# TASK ITEM
Tally how many lines in the data hold the word "oneshot", and give the result with no other text.

# INFORMATION SHOWN
============================================================

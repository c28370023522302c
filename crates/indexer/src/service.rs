use std::mem;
use std::path::PathBuf;
use std::sync::Arc;

use berth_registry::{ConnectionRegistry, PublishedRegistry};
use berth_worker::{AlwaysIdle, IdleScheduler};
use parking_lot::Mutex;
use serde_json::Value;
use tokio::sync::oneshot;
use tracing::{debug, error, trace};

use crate::config::IndexConfig;
use crate::console;
use crate::dev::{DevWorkspace, InactiveWorkspace, dev_extension_file};
use crate::scan::PackageScanner;

/// Scheduler key for console-triggered rebuilds; one pending rebuild at a
/// time, later triggers supersede earlier ones.
const REBUILD_KEY: &str = "connections.rebuild";

/// Coordinates full index rebuilds and serves the published snapshot.
///
/// One rebuild runs at a time. Requests made while a rebuild is running
/// coalesce onto it: fire-and-forget requests become no-ops and reply
/// requests wait for the in-flight rebuild's completion. Hosts typically
/// call [`refresh`](Self::refresh) once at startup and then feed console
/// lines to [`observe_console_input`](Self::observe_console_input).
#[derive(Clone)]
pub struct ConnectionIndexer {
	inner: Arc<IndexerInner>,
}

struct IndexerInner {
	scanner: Arc<dyn PackageScanner>,
	dev: Arc<dyn DevWorkspace>,
	scheduler: IdleScheduler,
	config: IndexConfig,
	published: PublishedRegistry,
	job: Mutex<JobState>,
}

/// Rebuild state and its waiters, guarded together so a waiter lands in
/// exactly one dispatch.
#[derive(Default)]
struct JobState {
	running: bool,
	waiters: Vec<oneshot::Sender<Value>>,
}

/// Builder for [`ConnectionIndexer`].
pub struct IndexerBuilder {
	scanner: Arc<dyn PackageScanner>,
	scheduler: IdleScheduler,
	dev: Arc<dyn DevWorkspace>,
	config: IndexConfig,
}

impl IndexerBuilder {
	/// Scheduler used for console-triggered rebuilds. Defaults to one that
	/// treats the host as always idle.
	#[must_use]
	pub fn scheduler(mut self, scheduler: IdleScheduler) -> Self {
		self.scheduler = scheduler;
		self
	}

	/// Probe consulted for the development-mode merge at the end of every
	/// rebuild. Defaults to never active.
	#[must_use]
	pub fn dev_workspace(mut self, dev: Arc<dyn DevWorkspace>) -> Self {
		self.dev = dev;
		self
	}

	#[must_use]
	pub fn config(mut self, config: IndexConfig) -> Self {
		self.config = config;
		self
	}

	pub fn build(self) -> ConnectionIndexer {
		ConnectionIndexer {
			inner: Arc::new(IndexerInner {
				scanner: self.scanner,
				dev: self.dev,
				scheduler: self.scheduler,
				config: self.config,
				published: PublishedRegistry::new(),
				job: Mutex::new(JobState::default()),
			}),
		}
	}
}

impl ConnectionIndexer {
	/// Indexer with the default configuration, no development mode, and an
	/// always-idle trigger scheduler.
	pub fn new(scanner: Arc<dyn PackageScanner>) -> Self {
		Self::builder(scanner).build()
	}

	pub fn builder(scanner: Arc<dyn PackageScanner>) -> IndexerBuilder {
		IndexerBuilder {
			scanner,
			scheduler: IdleScheduler::new(Arc::new(AlwaysIdle)),
			dev: Arc::new(InactiveWorkspace),
			config: IndexConfig::default(),
		}
	}

	/// Requests a rebuild without waiting for it.
	pub fn refresh(&self) {
		IndexerInner::request(&self.inner, None);
	}

	/// Requests a rebuild and returns a receiver that resolves to the
	/// structured snapshot published by the next completed rebuild.
	pub fn refresh_with_reply(&self) -> oneshot::Receiver<Value> {
		let (tx, rx) = oneshot::channel();
		IndexerInner::request(&self.inner, Some(tx));
		rx
	}

	/// Current snapshot; never blocks on a rebuild in progress.
	pub fn snapshot(&self) -> Arc<ConnectionRegistry> {
		self.inner.published.load()
	}

	/// Structured form of the current snapshot.
	pub fn snapshot_json(&self) -> Value {
		self.inner.published.load().to_json()
	}

	/// Whether a rebuild is currently running.
	pub fn is_rebuilding(&self) -> bool {
		self.inner.job.lock().running
	}

	/// Feeds one observed console line to the trigger policy.
	///
	/// A line that starts (after trimming) with a library-mutating command
	/// schedules a debounced, idle-gated rebuild after the configured
	/// delay. With the packages feature disabled this is a no-op.
	pub fn observe_console_input(&self, input: &str) {
		if !self.inner.config.packages_enabled {
			return;
		}
		if !console::triggers_rebuild(input) {
			return;
		}
		trace!("index.trigger.matched");
		let inner = Arc::clone(&self.inner);
		self.inner.scheduler.schedule(
			REBUILD_KEY,
			self.inner.config.rebuild_delay(),
			true,
			move || IndexerInner::request(&inner, None),
		);
	}
}

impl IndexerInner {
	/// Registers an optional waiter and starts a rebuild if none is
	/// running.
	fn request(inner: &Arc<Self>, waiter: Option<oneshot::Sender<Value>>) {
		let mut job = inner.job.lock();
		if let Some(waiter) = waiter {
			job.waiters.push(waiter);
		}
		if job.running {
			trace!("index.rebuild.coalesced");
			return;
		}
		job.running = true;
		drop(job);

		let inner = Arc::clone(inner);
		berth_worker::spawn(async move {
			inner.rebuild().await;
		});
	}

	/// One full rebuild: scan, merge, publish, dispatch.
	async fn rebuild(self: Arc<Self>) {
		debug!("index.rebuild.start");
		let mut discovered: Vec<(String, PathBuf)> = Vec::new();
		self.scanner
			.scan(&mut |package, file| discovered.push((package, file)))
			.await;

		let files = discovered.len();
		let dev_package = self.dev.current();
		let merged = berth_worker::spawn_blocking(move || {
			let mut registry = ConnectionRegistry::new();
			for (package, file) in &discovered {
				registry.merge_extension_file(package, file);
			}
			if let Some(dev) = dev_package {
				let file = dev_extension_file(&dev.root);
				if file.is_file() {
					registry.merge_extension_file(&dev.name, &file);
				}
			}
			registry
		})
		.await;

		let snapshot = match merged {
			Ok(registry) => {
				debug!(files, entries = registry.len(), "index.rebuild.publish");
				self.published.publish(registry)
			}
			Err(error) => {
				// Keep the previous snapshot; waiters still get an answer.
				error!(%error, "index.rebuild.merge_lost");
				self.published.load()
			}
		};
		let payload = snapshot.to_json();

		let waiters = {
			let mut job = self.job.lock();
			job.running = false;
			mem::take(&mut job.waiters)
		};
		debug!(waiters = waiters.len(), "index.rebuild.dispatch");
		for waiter in waiters {
			// A closed receiver just means that caller stopped waiting.
			let _ = waiter.send(payload.clone());
		}
	}
}

#[cfg(test)]
mod tests {
	use std::fs;
	use std::sync::atomic::{AtomicBool, AtomicUsize, Ordering};
	use std::time::Duration;

	use async_trait::async_trait;
	use pretty_assertions::assert_eq;
	use tempfile::TempDir;
	use tokio::sync::Notify;
	use tokio::time::timeout;

	use super::*;
	use crate::dev::StaticWorkspace;
	use berth_worker::IdleProbe;

	/// Scanner yielding a fixed set of discovered files.
	struct FixedScanner {
		files: Vec<(String, PathBuf)>,
	}

	#[async_trait]
	impl PackageScanner for FixedScanner {
		async fn scan(&self, emit: &mut (dyn FnMut(String, PathBuf) + Send)) {
			for (package, file) in &self.files {
				emit(package.clone(), file.clone());
			}
		}
	}

	/// Scanner that emits its files, then waits for a release signal.
	struct GatedScanner {
		files: Vec<(String, PathBuf)>,
		gate: Notify,
		scans: AtomicUsize,
	}

	impl GatedScanner {
		fn new(files: Vec<(String, PathBuf)>) -> Arc<Self> {
			Arc::new(Self {
				files,
				gate: Notify::new(),
				scans: AtomicUsize::new(0),
			})
		}

		fn scans(&self) -> usize {
			self.scans.load(Ordering::SeqCst)
		}
	}

	#[async_trait]
	impl PackageScanner for GatedScanner {
		async fn scan(&self, emit: &mut (dyn FnMut(String, PathBuf) + Send)) {
			self.scans.fetch_add(1, Ordering::SeqCst);
			for (package, file) in &self.files {
				emit(package.clone(), file.clone());
			}
			self.gate.notified().await;
		}
	}

	/// Scanner that only counts how often it runs.
	struct CountingScanner {
		scans: AtomicUsize,
	}

	#[async_trait]
	impl PackageScanner for CountingScanner {
		async fn scan(&self, _emit: &mut (dyn FnMut(String, PathBuf) + Send)) {
			self.scans.fetch_add(1, Ordering::SeqCst);
		}
	}

	struct FlagProbe {
		idle: AtomicBool,
	}

	impl FlagProbe {
		fn new(idle: bool) -> Arc<Self> {
			Arc::new(Self {
				idle: AtomicBool::new(idle),
			})
		}
	}

	impl IdleProbe for FlagProbe {
		fn is_idle(&self) -> bool {
			self.idle.load(Ordering::SeqCst)
		}
	}

	fn write_extension(dir: &TempDir, file: &str, contents: &str) -> PathBuf {
		let path = dir.path().join(file);
		fs::write(&path, contents).unwrap();
		path
	}

	async fn wait_until(mut cond: impl FnMut() -> bool) {
		for _ in 0..400 {
			if cond() {
				return;
			}
			tokio::time::sleep(Duration::from_millis(5)).await;
		}
		panic!("condition never became true");
	}

	async fn reply(rx: oneshot::Receiver<Value>) -> Value {
		timeout(Duration::from_secs(5), rx)
			.await
			.expect("rebuild reply should not hang")
			.expect("indexer dropped the waiter")
	}

	#[tokio::test]
	async fn rebuild_publishes_scanned_entries() {
		let dir = TempDir::new().unwrap();
		let a = write_extension(&dir, "a.dcf", "Name: x\n\nName: y\n");
		let b = write_extension(&dir, "b.dcf", "Name: x\n");
		let indexer = ConnectionIndexer::new(Arc::new(FixedScanner {
			files: vec![("A".to_string(), a), ("B".to_string(), b)],
		}));

		let payload = reply(indexer.refresh_with_reply()).await;

		let object = payload.as_object().unwrap();
		assert_eq!(object.len(), 3);
		assert!(object.contains_key("A::x"));
		assert!(object.contains_key("A::y"));
		assert!(object.contains_key("B::x"));

		let snapshot = indexer.snapshot();
		let entry = snapshot.get("A", "x").unwrap();
		assert_eq!(entry.name, "x");
		assert_eq!(entry.package, "A");
	}

	#[tokio::test]
	async fn rapid_requests_share_one_scan() {
		let scanner = GatedScanner::new(Vec::new());
		let indexer = ConnectionIndexer::new(scanner.clone());

		let first = indexer.refresh_with_reply();
		let second = indexer.refresh_with_reply();
		assert!(indexer.is_rebuilding());

		scanner.gate.notify_one();
		let first = reply(first).await;
		let second = reply(second).await;

		assert_eq!(first, second);
		assert_eq!(scanner.scans(), 1);
		assert!(!indexer.is_rebuilding());
	}

	#[tokio::test]
	async fn request_while_running_joins_the_inflight_dispatch() {
		let scanner = GatedScanner::new(Vec::new());
		let indexer = ConnectionIndexer::new(scanner.clone());

		let first = indexer.refresh_with_reply();
		wait_until(|| scanner.scans() == 1).await;

		let mut late = indexer.refresh_with_reply();
		assert!(matches!(late.try_recv(), Err(oneshot::error::TryRecvError::Empty)));

		scanner.gate.notify_one();
		reply(first).await;
		reply(late).await;
		assert_eq!(scanner.scans(), 1);
	}

	#[tokio::test]
	async fn fire_and_forget_coalesces_onto_a_running_scan() {
		let scanner = GatedScanner::new(Vec::new());
		let indexer = ConnectionIndexer::new(scanner.clone());

		let first = indexer.refresh_with_reply();
		wait_until(|| scanner.scans() == 1).await;
		indexer.refresh();

		scanner.gate.notify_one();
		reply(first).await;
		wait_until(|| !indexer.is_rebuilding()).await;
		assert_eq!(scanner.scans(), 1);

		// Back to idle: the next request starts a fresh scan.
		let next = indexer.refresh_with_reply();
		scanner.gate.notify_one();
		reply(next).await;
		assert_eq!(scanner.scans(), 2);
	}

	#[tokio::test]
	async fn readers_keep_the_prior_snapshot_during_a_rebuild() {
		let dir = TempDir::new().unwrap();
		let file = write_extension(&dir, "pkg.dcf", "Name: stable\n");
		let scanner = GatedScanner::new(vec![("pkg".to_string(), file)]);
		let indexer = ConnectionIndexer::new(scanner.clone());

		scanner.gate.notify_one();
		reply(indexer.refresh_with_reply()).await;
		assert_eq!(indexer.snapshot().len(), 1);

		let inflight = indexer.refresh_with_reply();
		wait_until(|| scanner.scans() == 2).await;
		// Mid-rebuild readers still see the complete previous snapshot.
		assert_eq!(indexer.snapshot().len(), 1);
		assert!(indexer.snapshot().contains("pkg", "stable"));

		scanner.gate.notify_one();
		reply(inflight).await;
	}

	#[tokio::test]
	async fn dev_workspace_merges_its_extension_file() {
		let dir = TempDir::new().unwrap();
		let installed = write_extension(&dir, "installed.dcf", "Name: base\n");

		let workspace = TempDir::new().unwrap();
		let inst = workspace.path().join("inst").join("berth");
		fs::create_dir_all(&inst).unwrap();
		fs::write(inst.join("connections.dcf"), "Name: preview\n").unwrap();

		let indexer = ConnectionIndexer::builder(Arc::new(FixedScanner {
			files: vec![("pkg".to_string(), installed)],
		}))
		.dev_workspace(Arc::new(StaticWorkspace::new("devpkg", workspace.path())))
		.build();

		let payload = reply(indexer.refresh_with_reply()).await;
		let object = payload.as_object().unwrap();
		assert_eq!(object.len(), 2);
		assert!(object.contains_key("pkg::base"));
		assert_eq!(object["devpkg::preview"]["package"], "devpkg");
	}

	#[tokio::test]
	async fn dev_workspace_without_the_file_adds_nothing() {
		let workspace = TempDir::new().unwrap();
		let indexer = ConnectionIndexer::builder(Arc::new(FixedScanner { files: Vec::new() }))
			.dev_workspace(Arc::new(StaticWorkspace::new("devpkg", workspace.path())))
			.build();

		let payload = reply(indexer.refresh_with_reply()).await;
		assert_eq!(payload, serde_json::json!({}));
	}

	#[tokio::test]
	async fn console_trigger_rebuilds_after_delay_and_idleness() {
		let dir = TempDir::new().unwrap();
		let file = write_extension(&dir, "pkg.dcf", "Name: fresh\n");
		let probe = FlagProbe::new(false);
		let scheduler =
			IdleScheduler::with_poll_interval(probe.clone(), Duration::from_millis(10));

		let indexer = ConnectionIndexer::builder(Arc::new(FixedScanner {
			files: vec![("pkg".to_string(), file)],
		}))
		.scheduler(scheduler.clone())
		.config(IndexConfig {
			rebuild_delay_ms: 30,
			..IndexConfig::default()
		})
		.build();

		indexer.observe_console_input("install.packages(\"pkg\")");
		assert!(scheduler.is_scheduled(REBUILD_KEY));

		// Delay passes while the host is busy; nothing is published.
		tokio::time::sleep(Duration::from_millis(60)).await;
		assert!(indexer.snapshot().is_empty());

		probe.idle.store(true, Ordering::SeqCst);
		wait_until(|| !indexer.snapshot().is_empty()).await;
		assert!(indexer.snapshot().contains("pkg", "fresh"));
	}

	#[tokio::test]
	async fn trigger_bursts_debounce_into_one_rebuild() {
		let scanner = Arc::new(CountingScanner {
			scans: AtomicUsize::new(0),
		});
		let indexer = ConnectionIndexer::builder(scanner.clone())
			.config(IndexConfig {
				rebuild_delay_ms: 20,
				..IndexConfig::default()
			})
			.build();

		indexer.observe_console_input("install.packages(\"a\")");
		indexer.observe_console_input("remove.packages(\"b\")");

		wait_until(|| scanner.scans.load(Ordering::SeqCst) == 1).await;
		tokio::time::sleep(Duration::from_millis(60)).await;
		assert_eq!(scanner.scans.load(Ordering::SeqCst), 1);
	}

	#[tokio::test]
	async fn commented_command_does_not_trigger() {
		let indexer = ConnectionIndexer::new(Arc::new(FixedScanner { files: Vec::new() }));
		let scheduler = indexer.inner.scheduler.clone();

		indexer.observe_console_input("# install.packages is a comment");
		assert!(!scheduler.is_scheduled(REBUILD_KEY));
	}

	#[tokio::test]
	async fn disabled_packages_feature_ignores_triggers() {
		let indexer = ConnectionIndexer::builder(Arc::new(FixedScanner { files: Vec::new() }))
			.config(IndexConfig {
				packages_enabled: false,
				..IndexConfig::default()
			})
			.build();
		let scheduler = indexer.inner.scheduler.clone();

		indexer.observe_console_input("install.packages(\"pkg\")");
		assert!(!scheduler.is_scheduled(REBUILD_KEY));
	}
}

============================================================

# TASK ANSWER
7